I am trying to parse a XML using the python library lxml, and would like the resulting output to be in a dataframe. I am relatively new to python and parsing so please bear with me as I outline the problem. The original xml that I am trying to parse is available here
I am interested in obtaining some relevant tags founds in "invstOrSec". Below is a snapshot of one instance of "invstOrSec" where the text accompanying the tag "curCd" is USD.
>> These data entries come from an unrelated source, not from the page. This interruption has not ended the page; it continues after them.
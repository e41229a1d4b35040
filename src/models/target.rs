use std::fmt::{Display, Formatter};
use std::time::Duration;

use strum::{Display, EnumString};

use crate::models::protocols::Family;

/// The destination of a knock.
#[derive(Clone, Debug, PartialEq, Eq)]
pub struct KnockTarget {
    pub family: Family,
    /// Numeric address literal, no DNS resolution is performed.
    pub host: String,
    pub port: u16,
    /// IPv4 TTL or IPv6 hop limit. Values outside 1..=255 leave the OS default.
    pub ttl: u32,
}

impl KnockTarget {
    pub fn new(family: Family, host: &str, port: u16, ttl: u32) -> Self {
        KnockTarget {
            family,
            host: host.to_string(),
            port,
            ttl,
        }
    }

    /// The TTL to apply on the socket, `None` outside 1..=255.
    pub fn effective_ttl(&self) -> Option<u32> {
        (1..=255).contains(&self.ttl).then_some(self.ttl)
    }
}

impl Display for KnockTarget {
    fn fmt(&self, f: &mut Formatter<'_>) -> std::fmt::Result {
        write!(
            f,
            "family={} dst={} port={} ttl={}",
            self.family, self.host, self.port, self.ttl
        )
    }
}

/// Parameters of an ICMP echo burst.
#[derive(Clone, Debug, PartialEq, Eq)]
pub struct IcmpPlan {
    /// Total ICMP message size, header included.
    pub size: usize,
    /// Number of echo requests to send.
    pub count: u32,
    /// Delay after each echo request.
    pub delay: Duration,
    /// Repeating payload pattern, zeros if empty.
    pub pattern: Vec<u8>,
    /// How long to wait for a reply after each request (no wait by default).
    pub reply_timeout: Option<Duration>,
}

impl IcmpPlan {
    pub fn new(size: usize, count: u32, delay_ms: u64, pattern: &[u8]) -> Self {
        IcmpPlan {
            size,
            count: count.max(1),
            delay: Duration::from_millis(delay_ms),
            pattern: pattern.to_vec(),
            reply_timeout: None,
        }
    }

    pub fn with_reply_timeout(mut self, timeout: Duration) -> Self {
        self.reply_timeout = Some(timeout);
        self
    }
}

/// The datagram of a UDP knock.
#[derive(Clone, Debug, Default, PartialEq, Eq)]
pub struct UdpPayload {
    /// Local source port, 0 lets the OS pick one.
    pub local_port: u16,
    pub data: Vec<u8>,
}

impl UdpPayload {
    pub fn new(local_port: u16, data: &[u8]) -> Self {
        UdpPayload {
            local_port,
            data: data.to_vec(),
        }
    }
}

/// How a user-supplied ICMP size is interpreted.
#[derive(Copy, Clone, Debug, Default, PartialEq, Eq, Display, EnumString)]
#[strum(serialize_all = "snake_case", ascii_case_insensitive)]
pub enum IcmpSizeMode {
    /// The size covers the payload only.
    WithoutHeaders,
    /// The size covers the ICMP header and the payload.
    #[default]
    WithIcmpHeader,
    /// The size covers the whole IP datagram.
    WithIpAndIcmpHeaders,
}

impl IcmpSizeMode {
    /// Bytes to add to the requested size to get the ICMP message size.
    pub fn offset(&self, family: Family, ipv4_header_size: u16) -> i32 {
        match self {
            IcmpSizeMode::WithoutHeaders => family.icmp_header_size() as i32,
            IcmpSizeMode::WithIcmpHeader => 0,
            IcmpSizeMode::WithIpAndIcmpHeaders => -(family.ip_header_size(ipv4_header_size) as i32),
        }
    }

    /// The ICMP message size for a requested size, clamped to what fits in one datagram.
    pub fn packet_size(&self, requested: u16, family: Family, ipv4_header_size: u16) -> usize {
        let max = family.max_icmp_size(ipv4_header_size) as i32;
        let size = requested as i32 + self.offset(family, ipv4_header_size);
        size.clamp(0, max) as usize
    }
}

#[cfg(test)]
mod tests {
    use std::time::Duration;

    use crate::models::{Family, IcmpPlan, IcmpSizeMode, KnockTarget};

    #[test]
    fn test_effective_ttl() {
        let ttl = |ttl| KnockTarget::new(Family::IPv4, "192.0.2.1", 7000, ttl).effective_ttl();
        assert_eq!(ttl(0), None);
        assert_eq!(ttl(1), Some(1));
        assert_eq!(ttl(64), Some(64));
        assert_eq!(ttl(255), Some(255));
        assert_eq!(ttl(256), None);
        assert_eq!(ttl(u32::MAX), None);
    }

    #[test]
    fn test_target_display() {
        let target = KnockTarget::new(Family::IPv4, "192.0.2.1", 7000, 0);
        assert_eq!(target.to_string(), "family=ipv4 dst=192.0.2.1 port=7000 ttl=0");
    }

    #[test]
    fn test_icmp_plan_count_at_least_one() {
        let plan = IcmpPlan::new(64, 0, 100, &[0xAB]);
        assert_eq!(plan.count, 1);
        assert_eq!(plan.delay, Duration::from_millis(100));
        assert_eq!(plan.reply_timeout, None);
    }

    #[test]
    fn test_size_mode_offsets() {
        let mode = IcmpSizeMode::WithoutHeaders;
        assert_eq!(mode.packet_size(56, Family::IPv4, 20), 64);
        let mode = IcmpSizeMode::WithIcmpHeader;
        assert_eq!(mode.packet_size(64, Family::IPv6, 20), 64);
        let mode = IcmpSizeMode::WithIpAndIcmpHeaders;
        assert_eq!(mode.packet_size(84, Family::IPv4, 20), 64);
        assert_eq!(mode.packet_size(84, Family::IPv4, 24), 60);
        assert_eq!(mode.packet_size(104, Family::IPv6, 20), 64);
    }

    #[test]
    fn test_size_mode_clamping() {
        let mode = IcmpSizeMode::WithIpAndIcmpHeaders;
        assert_eq!(mode.packet_size(10, Family::IPv6, 20), 0);
        let mode = IcmpSizeMode::WithoutHeaders;
        assert_eq!(mode.packet_size(u16::MAX, Family::IPv4, 20), 65515);
        assert_eq!(mode.packet_size(u16::MAX, Family::IPv6, 20), 65495);
    }

    #[test]
    fn test_size_mode_from_str() {
        assert_eq!(
            "with_ip_and_icmp_headers".parse::<IcmpSizeMode>().unwrap(),
            IcmpSizeMode::WithIpAndIcmpHeaders
        );
        assert_eq!(IcmpSizeMode::default().to_string(), "with_icmp_header");
    }
}
//! High-level interface for sending a single knock.
//!
//! ```no_run
//! use portknock::easy::{knock, Config};
//! use portknock::models::Step;
//!
//! let config = Config::default();
//! let step: Step = "7000:udp".parse().unwrap();
//! let outcome = knock(&config, "192.0.2.1", &step, b"open sesame").unwrap();
//!
//! println!("{}", outcome);
//! ```
use std::fmt::{Display, Formatter};
use std::time::Duration;

use anyhow::{Context, Result};
use log::info;

use crate::knock::{icmp_knock, tcp_knock, udp_knock, Outcome};
use crate::models::{IcmpPlan, IcmpSizeMode, KnockTarget, Step, UdpPayload, MIN_IPV4_HEADER_SIZE};
use crate::utilities::detect_family;

/// Knock configuration, shared by all the steps of a sequence.
#[derive(Clone, Debug, PartialEq, Eq)]
pub struct Config {
    /// IPv4 TTL / IPv6 hop limit, 0 (or more than 255) leaves the OS default.
    pub ttl: u32,
    /// Delay after each ICMP echo request.
    pub delay: Duration,
    /// Local source port of UDP knocks, 0 lets the OS pick one.
    pub local_port: u16,
    /// How the size of ICMP steps is interpreted.
    pub icmp_size_mode: IcmpSizeMode,
    /// IPv4 header size assumed by [`IcmpSizeMode::WithIpAndIcmpHeaders`].
    pub ipv4_header_size: u16,
    /// Time to wait for an echo reply after each ICMP request (no wait by default).
    pub reply_timeout: Option<Duration>,
}

impl Default for Config {
    fn default() -> Self {
        Config {
            ttl: 0,
            delay: Duration::from_millis(0),
            local_port: 0,
            icmp_size_mode: IcmpSizeMode::default(),
            ipv4_header_size: MIN_IPV4_HEADER_SIZE,
            reply_timeout: None,
        }
    }
}

impl Display for Config {
    fn fmt(&self, f: &mut Formatter<'_>) -> std::fmt::Result {
        write!(f, "ttl={:?}", self.ttl)?;
        write!(f, " delay={:?}", self.delay)?;
        write!(f, " local_port={:?}", self.local_port)?;
        write!(f, " icmp_size_mode={}", self.icmp_size_mode)?;
        write!(f, " ipv4_header_size={:?}", self.ipv4_header_size)?;
        write!(f, " reply_timeout={:?}", self.reply_timeout)
    }
}

/// Send one knock step to `host`, a numeric IPv4 or IPv6 literal.
///
/// `content` is the UDP datagram or the ICMP payload pattern, it is ignored for TCP.
pub fn knock(config: &Config, host: &str, step: &Step, content: &[u8]) -> Result<Outcome> {
    info!("{}", config);
    let family = detect_family(host)
        .with_context(|| format!("{:?} is not a numeric IP address", host))?;

    let outcome = match *step {
        Step::Icmp { size, count } => {
            let size = config
                .icmp_size_mode
                .packet_size(size, family, config.ipv4_header_size);
            let mut plan = IcmpPlan::new(size, count, 0, content);
            plan.delay = config.delay;
            plan.reply_timeout = config.reply_timeout;
            icmp_knock(&KnockTarget::new(family, host, 0, config.ttl), &plan)
        }
        Step::Tcp { port } => tcp_knock(&KnockTarget::new(family, host, port, config.ttl)),
        Step::Udp { port } => udp_knock(
            &KnockTarget::new(family, host, port, config.ttl),
            &UdpPayload::new(config.local_port, content),
        ),
    }
    .with_context(|| format!("knock {} to {} failed", step, host))?;

    info!("{} dst={} {}", step, host, outcome);
    Ok(outcome)
}
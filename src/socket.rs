//! Sockets used to emit knocks.
//!
//! The emitters only talk to sockets through [`KnockSocket`], which is
//! implemented for [`socket2::Socket`].
use std::io;
use std::mem::MaybeUninit;
use std::net::{Shutdown, SocketAddr};
use std::time::Duration;

use log::{debug, error, warn};
use socket2::{SockAddr, Socket, Type};

use crate::error::KnockError;
use crate::models::{Family, KnockTarget};

/// The socket operations needed by the knock emitters.
pub trait KnockSocket {
    /// Set the IPv4 TTL or the IPv6 unicast hop limit.
    fn set_ttl(&self, family: Family, ttl: u32) -> io::Result<()>;
    /// Allow other sockets to share the local address and port.
    fn set_reuse(&self) -> io::Result<()>;
    fn bind(&self, addr: SocketAddr) -> io::Result<()>;
    fn send_to(&self, buf: &[u8], addr: SocketAddr) -> io::Result<usize>;
    fn connect(&self, addr: SocketAddr) -> io::Result<()>;
    /// Shut down both directions.
    fn shutdown(&self) -> io::Result<()>;
    /// Wait at most `timeout` for an incoming datagram, returns false on timeout.
    fn wait_reply(&self, timeout: Duration) -> io::Result<bool>;
    /// The local port the socket is bound to, if any.
    fn local_port(&self) -> Option<u16>;
}

impl KnockSocket for Socket {
    fn set_ttl(&self, family: Family, ttl: u32) -> io::Result<()> {
        match family {
            Family::IPv4 => Socket::set_ttl(self, ttl),
            Family::IPv6 => Socket::set_unicast_hops_v6(self, ttl),
        }
    }

    fn set_reuse(&self) -> io::Result<()> {
        self.set_reuse_address(true)?;
        #[cfg(all(unix, not(any(target_os = "solaris", target_os = "illumos"))))]
        self.set_reuse_port(true)?;
        Ok(())
    }

    fn bind(&self, addr: SocketAddr) -> io::Result<()> {
        Socket::bind(self, &SockAddr::from(addr))
    }

    fn send_to(&self, buf: &[u8], addr: SocketAddr) -> io::Result<usize> {
        Socket::send_to(self, buf, &SockAddr::from(addr))
    }

    fn connect(&self, addr: SocketAddr) -> io::Result<()> {
        Socket::connect(self, &SockAddr::from(addr))
    }

    fn shutdown(&self) -> io::Result<()> {
        Socket::shutdown(self, Shutdown::Both)
    }

    fn wait_reply(&self, timeout: Duration) -> io::Result<bool> {
        self.set_read_timeout(Some(timeout))?;
        let mut buffer = [MaybeUninit::<u8>::uninit(); 1500];
        match self.recv(&mut buffer) {
            Ok(_) => Ok(true),
            Err(error)
                if matches!(
                    error.kind(),
                    io::ErrorKind::WouldBlock | io::ErrorKind::TimedOut
                ) =>
            {
                Ok(false)
            }
            Err(error) => Err(error),
        }
    }

    fn local_port(&self) -> Option<u16> {
        self.local_addr()
            .ok()
            .and_then(|addr| addr.as_socket())
            .map(|addr| addr.port())
            .filter(|port| *port != 0)
    }
}

/// Open a datagram ICMP socket ("ping socket") for `family`.
pub fn open_icmp(family: Family) -> Result<Socket, KnockError> {
    Socket::new(family.into(), Type::DGRAM, Some(family.icmp_protocol()))
        .map_err(log_socket_error("create ICMP socket"))
}

/// Open a non-blocking TCP socket for `family`.
pub fn open_tcp(family: Family) -> Result<Socket, KnockError> {
    let socket = Socket::new(family.into(), Type::STREAM, Some(socket2::Protocol::TCP))
        .map_err(log_socket_error("create TCP socket"))?;
    socket
        .set_nonblocking(true)
        .map_err(log_socket_error("set TCP socket non-blocking"))?;
    Ok(socket)
}

/// Open a UDP socket for `family`.
pub fn open_udp(family: Family) -> Result<Socket, KnockError> {
    Socket::new(family.into(), Type::DGRAM, Some(socket2::Protocol::UDP))
        .map_err(log_socket_error("create UDP socket"))
}

/// Apply the TTL/hop limit of `target` if it is in 1..=255, otherwise leave the OS default.
///
/// A failure is only logged: the knock is still sent, with the OS default.
pub fn apply_ttl<S: KnockSocket>(socket: &S, target: &KnockTarget) {
    if let Some(ttl) = target.effective_ttl() {
        debug!("set_ttl family={} ttl={}", target.family, ttl);
        if let Err(error) = socket.set_ttl(target.family, ttl) {
            warn!(
                "set_ttl family={} ttl={} error={}, using OS default",
                target.family, ttl, error
            );
        }
    }
}

fn log_socket_error(operation: &'static str) -> impl FnOnce(io::Error) -> KnockError {
    move |source| {
        error!("{} error={}", operation, source);
        KnockError::socket(operation)(source)
    }
}
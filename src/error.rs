//! Errors raised by the knock primitives.
use std::io;
use std::net::SocketAddr;

use strum::Display;
use thiserror::Error;

use crate::models::Family;

/// Process exit code of a successful knock.
pub const EXIT_SUCCESS: i32 = 0;

/// Process exit code of a failed knock.
pub const EXIT_FAILURE: i32 = 1;

#[derive(Debug, Error)]
pub enum KnockError {
    /// The host is not a numeric literal of the requested family, or the port is 0.
    #[error("invalid {family} destination {host:?}: {reason}")]
    Address {
        family: Family,
        host: String,
        reason: String,
    },
    /// A socket could not be created or configured.
    #[error("cannot {operation}: {source}")]
    Socket {
        operation: &'static str,
        #[source]
        source: io::Error,
    },
    /// A packet could not be handed to the kernel.
    #[error("cannot send to {dst}: {source}")]
    Transmission {
        dst: SocketAddr,
        #[source]
        source: io::Error,
    },
}

/// Coarse classification of a [`KnockError`].
#[derive(Copy, Clone, Debug, PartialEq, Eq, Display)]
pub enum ErrorKind {
    AddressError,
    SocketError,
    TransmissionError,
}

impl KnockError {
    pub fn kind(&self) -> ErrorKind {
        match self {
            KnockError::Address { .. } => ErrorKind::AddressError,
            KnockError::Socket { .. } => ErrorKind::SocketError,
            KnockError::Transmission { .. } => ErrorKind::TransmissionError,
        }
    }

    /// The OS error code, if the error originates from a syscall.
    pub fn raw_os_error(&self) -> Option<i32> {
        match self {
            KnockError::Address { .. } => None,
            KnockError::Socket { source, .. } | KnockError::Transmission { source, .. } => {
                source.raw_os_error()
            }
        }
    }

    pub(crate) fn socket(operation: &'static str) -> impl FnOnce(io::Error) -> KnockError {
        move |source| KnockError::Socket { operation, source }
    }
}

/// Map the result of a knock to the 0 (success) / 1 (failure) convention.
pub fn exit_code<T>(result: &Result<T, KnockError>) -> i32 {
    match result {
        Ok(_) => EXIT_SUCCESS,
        Err(_) => EXIT_FAILURE,
    }
}
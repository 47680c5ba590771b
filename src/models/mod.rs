pub mod item;
pub mod health;
pub mod error;

pub use item::*;
pub use health::*;
pub use error::*;
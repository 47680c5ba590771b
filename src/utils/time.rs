use chrono::{DateTime, Utc};

const ISO_FORMAT: &str = "%Y-%m-%dT%H:%M:%S%.6f";

/// Current UTC time as a naive ISO-8601 string with microseconds
pub fn utc_now_iso() -> String {
    format_iso(Utc::now())
}

pub fn format_iso(at: DateTime<Utc>) -> String {
    at.format(ISO_FORMAT).to_string()
}

#[cfg(test)]
mod tests {
    use super::*;
    use chrono::{NaiveDateTime, TimeZone};

    #[test]
    fn formats_with_microseconds_and_no_offset() {
        let at = Utc.with_ymd_and_hms(2024, 1, 1, 0, 0, 0).unwrap();
        assert_eq!(format_iso(at), "2024-01-01T00:00:00.000000");
    }

    #[test]
    fn now_parses_back() {
        let stamp = utc_now_iso();
        assert!(NaiveDateTime::parse_from_str(&stamp, ISO_FORMAT).is_ok());
    }
}
use crate::{error::ApiError, models::{CreateItemResponse, ItemListResponse}, services::ItemStore};
use axum::{extract::{rejection::JsonRejection, State}, http::StatusCode, Json};
use serde_json::Value;
use std::sync::Arc;
use tracing::{debug, info, warn};

/// List all items
pub async fn list_items(
    State(store): State<Arc<ItemStore>>,
) -> (StatusCode, Json<ItemListResponse>) {
    let items = store.list();
    debug!("Listing {} items", items.len());
    (
        StatusCode::OK,
        Json(ItemListResponse {
            success: true,
            count: items.len(),
            data: items,
        }),
    )
}

/// Create a new item from an arbitrary JSON object
pub async fn create_item(
    State(store): State<Arc<ItemStore>>,
    payload: Result<Json<Value>, JsonRejection>,
) -> Result<(StatusCode, Json<CreateItemResponse>), ApiError> {

    // Anything other than a non-empty JSON object counts as no data
    let fields = match payload {
        Ok(Json(Value::Object(fields))) if !fields.is_empty() => fields,
        Ok(Json(other)) => {
            warn!("Rejecting item body that is not a non-empty object: {}", other);
            return Err(ApiError::NoData);
        }
        Err(rejection) => {
            warn!("Rejecting item body: {}", rejection.body_text());
            return Err(ApiError::NoData);
        }
    };

    let item = store.append(fields)?;
    info!("Created item {} (store now holds {})", item.id, store.len());

    Ok((
        StatusCode::CREATED,
        Json(CreateItemResponse {
            success: true,
            data: item,
            message: "Item created successfully".to_string(),
        }),
    ))
}
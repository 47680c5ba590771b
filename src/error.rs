use axum::{http::StatusCode, response::{IntoResponse, Response}, Json};
use thiserror::Error;
use tracing::error;
use crate::models::ErrorResponse;
use crate::services::StoreError;

/// Errors a handler can hand back to the client
#[derive(Debug, Error)]
pub enum ApiError {
    #[error("No data provided")]
    NoData,

    #[error("{0}")]
    Internal(String),
}

impl ApiError {
    pub fn status(&self) -> StatusCode {
        match self {
            ApiError::NoData => StatusCode::BAD_REQUEST,
            ApiError::Internal(_) => StatusCode::INTERNAL_SERVER_ERROR,
        }
    }
}

impl From<StoreError> for ApiError {
    fn from(e: StoreError) -> Self {
        ApiError::Internal(e.to_string())
    }
}

impl IntoResponse for ApiError {
    fn into_response(self) -> Response {
        let status = self.status();
        if status.is_server_error() {
            error!("Request failed: {}", self);
        }
        (status, Json(ErrorResponse {
            success: false,
            error: self.to_string(),
        })).into_response()
    }
}

#[cfg(test)]
mod tests {
    use super::*;

    #[test]
    fn maps_to_status_codes() {
        assert_eq!(ApiError::NoData.status(), StatusCode::BAD_REQUEST);
        assert_eq!(ApiError::Internal("boom".into()).status(), StatusCode::INTERNAL_SERVER_ERROR);
    }

    #[test]
    fn store_errors_become_internal() {
        let err: ApiError = StoreError::Poisoned.into();
        assert_eq!(err.status(), StatusCode::INTERNAL_SERVER_ERROR);
        assert_eq!(err.to_string(), "item store lock poisoned");
    }
}
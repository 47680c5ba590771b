use utoipa::OpenApi;
use crate::models::*;

/// List all items
#[utoipa::path(
    get,
    path = "/items",
    responses(
        (status = 200, description = "All items in creation order", body = ItemListResponse)
    )
)]
#[allow(dead_code)]
pub async fn list_items_doc() {}

/// Create a new item
#[utoipa::path(
    post,
    path = "/items",
    request_body(content = Object, description = "Arbitrary item fields", content_type = "application/json"),
    responses(
        (status = 201, description = "Item created successfully", body = CreateItemResponse),
        (status = 400, description = "Body missing or not a JSON object", body = ErrorResponse),
        (status = 500, description = "Unexpected server error", body = ErrorResponse)
    )
)]
#[allow(dead_code)]
pub async fn create_item_doc() {}

/// Health check endpoint
#[utoipa::path(
    get,
    path = "/health",
    responses(
        (status = 200, description = "Service is healthy", body = HealthResponse)
    )
)]
#[allow(dead_code)]
pub async fn health_check_doc() {}

#[derive(OpenApi)]
#[openapi(
    paths(
        list_items_doc,
        create_item_doc,
        health_check_doc,
    ),
    components(
        schemas(Item, ItemListResponse, CreateItemResponse, HealthResponse, ErrorResponse)
    ),
    tags(
        (name = "items", description = "Item endpoints")
    )
)]
pub struct ApiDoc;
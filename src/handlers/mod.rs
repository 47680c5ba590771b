pub mod health;
pub mod item;

pub use health::*;
pub use item::*;
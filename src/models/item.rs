use serde::{Deserialize, Serialize};
use serde_json::{Map, Value};
use utoipa::ToSchema;

/// A stored item: server-generated identity plus whatever fields the client sent
#[derive(Debug, Clone, PartialEq, Serialize, Deserialize, ToSchema)]
pub struct Item {
    pub id: String,
    pub created_at: String,
    #[serde(flatten)]
    pub fields: Map<String, Value>,
}

/// Response for listing all items
#[derive(Debug, Serialize, Deserialize, ToSchema)]
pub struct ItemListResponse {
    pub success: bool,
    pub data: Vec<Item>,
    pub count: usize,
}

/// Response for creating an item
#[derive(Debug, Serialize, Deserialize, ToSchema)]
pub struct CreateItemResponse {
    pub success: bool,
    pub data: Item,
    pub message: String,
}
<?xml version="1.0" encoding="UTF-8"?>
<invstOrSec>
<name>NIPPON LIFE INSURANCE</name>
<lei>549300Y0HHMFW3EVWY08</lei>
<curCd>USD</curCd>
<invstOrSec>
This is relatively straightforward, and my current approach involves first defining the relevant tags in a dictionary and then coarse them into a dataframe in a loop.
import pandas as pd
from lxml import etree
# Declare directory
os.chdir('C:/Users/A1610222/Desktop/Form NPORT/pkg/sec-edgar-filings/0001548717/NPORT-P/0001752724-
20-040624')
# Set root
xmlfile = "filing-details.xml"
tree = etree.parse(xmlfile)
root = tree.getroot()
# Remove namespace prefixes
for elem in root.getiterator():
elem.tag = etree.QName(elem).localname
# Remove unused namespace declarations
etree.cleanup_namespaces(root)
# Set path
invstOrSec = root.xpath('//invstOrSec')
# Define tags to extract
vars = {'invstOrSec' : {'name', 'lei', 'curCd'}
# Extract holdings data
sec_info = pd.DataFrame()
temp = pd.DataFrame()
for one in invstOrSec:
for two in one:
if two.tag in vars['invstOrSec']:
temp[two.tag] = [two.text]
sec_info = sec_info.append(temp)
Here are the top three rows of sec_info
name | lei | curCd |
---|---|---|
NIPPON LIFE INSURANCE | 549300Y0HHMFW3EVWY08 | USD |
Lloyds Banking Group PLC | 549300PPXHEU2JF0AM85 | USD |
Enbridge Inc | 98TPTUM4IVMFCZBCUR27 | USD |
However, the xml follows a slightly different structure when the currency is not USD. See the below example.
<?xml version="1.0" encoding="UTF-8"?>
<invstOrSec>
<name>ACHMEA BV</name>
<lei>7245007QUMI1FHIQV531</lei>
<currencyConditional curCd="EUR" exchangeRt="0.89150400"/>
<invstOrSec>
This time curCd is replaced with a different tag currencyConditional and it contains attributes as opposed to the text. I am having a hard time trying to account for these cases while keeping my code as general as possible. I hope I have managed to illustrate the problem. Again, please excuse me if this is too elementary. Any help would be much appreciated.